SEVERE ADVERSE REACTION TO THE USE OF 3HP IN THE TREATMENT OF LATENT TUBERCULOSIS INFECTION: A CASE REPORT

The treatment of latent infection by Mycobacterium tuberculosis (LTBI) is one of the main strategies for tuberculosis elimination in Brazil. The weekly rifapentine plus isoniazid regimen (3HP) was introduced in 2021, with efficacy similar to previously established regimens and advantages such as higher treatment completion rates and safety. Adverse events (AEs) associated with 3HP are mostly mild and self-limited. Flu-like syndrome and other systemic hypersensitivity reactions are known AEs of 3HP and include symptoms such as fever, chills, malaise, tachycardia, flushing, conjunctivitis, skin symptoms (rash, facial edema), respiratory and gastrointestinal symptoms. These are generally associated with intermittent use of rifamycins. Severe reactions with hypotension, syncope, and need for hospitalization are rare. We present a case of a severe adverse event requiring hospitalization in a patient using 3HP. A 35-year-old male with psoriasis, indicated for immunobiologic therapy (anti-IL23), and reactive IGRA, without other comorbidities. 3HP was initiated on 04/02/25. After three weeks, he reported onset of fever (38°C) and nausea on the day following medication intake.
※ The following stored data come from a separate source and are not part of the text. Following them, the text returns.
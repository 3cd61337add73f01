pub mod alerts;
pub mod analysis;

use anyhow::Result;
use chrono::{FixedOffset, Utc};
use std::sync::Arc;
use std::time::Duration;
use tracing::{info, warn};

use crate::config::Config;
use crate::domain::seed_buildings;
use crate::forecast::{ChatCompletionsClient, OpenWeatherMapClient, OutputPredictor, WeatherProvider};
use crate::repo::Repositories;
use crate::simulation::PowerSimulator;

pub use alerts::AlertEngine;
pub use analysis::{
    AnalysisError, AnalysisOrchestrator, AnalysisReport, AnalysisSettings, BuildingAnalysis,
    BuildingFailure, BuildingOutcome,
};

#[derive(Clone)]
pub struct AppState {
    pub auth_token: Arc<str>,
    pub orchestrator: Arc<AnalysisOrchestrator>,
    pub alerts: Arc<AlertEngine>,
    pub repos: Repositories,
    pub weather: Arc<dyn WeatherProvider>,
}

impl AppState {
    /// Wire providers and storage from configuration.
    pub async fn new(cfg: &Config) -> Result<Self> {
        let repos = Repositories::new(cfg).await?;
        if cfg.analysis.seed_buildings {
            repos.seed_buildings_if_empty(seed_buildings(Utc::now())).await?;
        }

        let weather: Arc<dyn WeatherProvider> = Arc::new(OpenWeatherMapClient::new(
            cfg.weather.base_url.clone(),
            cfg.weather.api_key.clone(),
            Duration::from_secs(cfg.weather.http_timeout_seconds.max(1)),
        )?);

        let predictor = match cfg.predictor.api_key.clone().filter(|k| !k.is_empty()) {
            Some(key) if cfg.predictor.enabled => {
                info!(model = %cfg.predictor.model, "external predictor enabled");
                let client = ChatCompletionsClient::new(&cfg.predictor, key)?;
                OutputPredictor::with_inference(Arc::new(client), cfg.predictor.timeout())
            }
            _ => {
                if cfg.predictor.enabled {
                    warn!("predictor enabled without api key, using physical model only");
                }
                OutputPredictor::physical()
            }
        };

        let offset = FixedOffset::east_opt(cfg.analysis.utc_offset_minutes * 60)
            .ok_or_else(|| anyhow::anyhow!("utc_offset_minutes out of range: {}", cfg.analysis.utc_offset_minutes))?;

        Ok(Self::from_parts(
            cfg.auth.token.as_str(),
            weather,
            Arc::new(predictor),
            PowerSimulator::new(offset),
            repos,
            AnalysisSettings {
                history_limit: cfg.analysis.history_limit,
                max_concurrency: cfg.analysis.max_concurrency,
            },
        ))
    }

    /// Assemble state from ready-made collaborators.
    pub fn from_parts(
        auth_token: &str,
        weather: Arc<dyn WeatherProvider>,
        predictor: Arc<OutputPredictor>,
        simulator: PowerSimulator,
        repos: Repositories,
        settings: AnalysisSettings,
    ) -> Self {
        let alerts = Arc::new(AlertEngine::new());
        let orchestrator = Arc::new(AnalysisOrchestrator::new(
            weather.clone(),
            predictor,
            simulator,
            alerts.clone(),
            repos.clone(),
            settings,
        ));
        Self {
            auth_token: Arc::from(auth_token),
            orchestrator,
            alerts,
            repos,
            weather,
        }
    }
}

pub fn spawn_controller_tasks(state: AppState, cfg: &Config) {
    let every_minutes = cfg.analysis.interval_minutes;
    if every_minutes == 0 {
        info!("periodic analysis disabled");
        return;
    }

    let orchestrator = state.orchestrator.clone();
    tokio::spawn(async move {
        analysis_loop(orchestrator, Duration::from_secs(every_minutes * 60)).await;
    });
}

/// Run a batch every `period`. Failed batches are logged and retried next tick.
pub async fn analysis_loop(orchestrator: Arc<AnalysisOrchestrator>, period: Duration) {
    let mut interval = tokio::time::interval(period);
    interval.set_missed_tick_behavior(tokio::time::MissedTickBehavior::Delay);
    loop {
        interval.tick().await;
        match orchestrator.run_batch().await {
            Ok(report) => info!(
                processed = report.processed_buildings,
                total = report.total_buildings,
                "scheduled analysis finished"
            ),
            Err(e) => warn!(error = %e, "scheduled analysis failed"),
        }
    }
}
In the sixth week, one hour after the regimen, he developed fever, diffuse maculopapular rash, and tremors. He progressed with facial edema, ocular erythema, nausea, dyspnea, chest pain, and syncope. At the emergency department, he was hypotensive and tachycardic, with elevated transaminases (AST 149 and ALT 299). Corticosteroid therapy was administered and 3HP was discontinued. After clinical improvement, reintroduction of isoniazid (INH) was attempted in a hospital setting. The patient presented the same symptoms, and the drug was discontinued after the second dose. Treatment of LTBI with rifampicin was then attempted, without complications. The symptoms presented are consistent with flu-like syndrome and systemic hypersensitivity reaction. In the medical literature, flu-like symptoms have been reported in approximately 3%–4% of patients using 3HP, and hypersensitivity reactions in 1%. It is concluded that the reported adverse events were secondary to INH, present in the regimen. Although INH may be related to drug fever, flu-like syndrome and hypersensitivity reactions are rarely reported. As LTBI treatment becomes widely used, awareness of adverse drug effects, even rare ones, is important for earlier diagnostic suspicion of severe involvement.